Wie fair ist „Fair“ gehandelter Kaffee?

von Thomas Guthmann

(Berlin, 26. Mai 2010, npl).- Interview mit Christopher Bacon* zu Fairem Handel und Kleinproduzent*innen von Kaffee

Kaffee ist eines der am häufigsten fair gehandelten Produkte auf der Welt. Nahezu alle Supermarktketten führen inzwischen fair gehandelten Kaffee in ihrem Sortiment. Doch wie fair ist dieser Kaffee? Die Koordinierungsstelle der Kleinproduzent*innen für den Fairen Handel in Lateinamerika und der Karibik CLAC (Coordinadora Latinoamericana y del Caribe de Pequeños Productores) veröffentlichte 2007 eine Studie, die zu dem Schluss kommt, dass die Preise im Fairen Handel seit langem nicht mehr den Kosten entsprechen. Der Faire Handel bezahlt seinen Handelspartner*innen im Süden einen garantierten Mindestpreis von rund 1,30 US-Dollar pro Pfund Kaffee. Die Studie kommt zu dem Schluss, dass der Preis viel höher liegen müsste. Würde man allein die Inflationsrate berücksichtigen, müsste der Preis bei zwei US-Dollar liegen. Denn seit 1988 wurden die Preise im Fairen Handel kaum erhöht. Die Radioredaktion des Magazins onda-info sprach mit dem Autor der Studie, Christopher Bacon (nachzuhören im onda-info 234).

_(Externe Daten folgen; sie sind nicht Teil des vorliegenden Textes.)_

//! Extracts the daily IBOV composition table from the B3 portal with a
//! headless browser and writes it as Parquet, locally or to GCS.

pub mod config;
pub mod dom;
pub mod error;
pub mod extract;
pub mod response;
pub mod schema;
pub mod scrape;
pub mod store;

pub use config::{BrowserOptions, ScrapeConfig, SettleDelays, SinkTarget};
pub use error::RunError;
pub use schema::{Dataset, ExtractedDate, NormalizedRow};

Wie ist die Situation der Kleinproduzent*innen von Kaffee in Lateinamerika?

Christopher Bacon: Die Bedingungen sind schwierig und haben sich in den vergangenen Jahren eher verschlechtert. Bei Studien zur Situation der Kleinbauern und Kleinbäuerinnen in Mexiko und Zentralamerika, an denen ich beteiligt war, hat sich herausgestellt, dass es in vielen Regionen eine Hungerperiode gibt, die „meses de vacas flacas“, Monate der dürren Kühe, genannt werden. In dieser Zeit haben die Bauern und Bäuerinnen und ihre Familien nicht genug zu essen. Gewöhnlich sind das zwei bis vier Monate im Jahr. Für die Kleinproduzent*innen von Kaffee bedeutet das Weitermachen um zu überleben eine große Anstrengung. Dadurch bewahren sie die kulturelle und soziale Vielfalt in ihrer Region. Viele der Kleinproduzent*innen gehören indigenen Gruppen an, wie z.B. im Süden Mexikos, in Ecuador oder in Guatemala. Und sie sind wichtige Garant*innen der Biodiversität, wie wir feststellen konnten. Bei 34 untersuchten Kleinplantagen in Nicaragua beispielsweise haben wir über hundert verschiedene Baumarten gefunden. Mindestens acht davon waren bedrohte Arten

Wie kann der Faire Handel dazu beitragen, deren Situation zu verbessern?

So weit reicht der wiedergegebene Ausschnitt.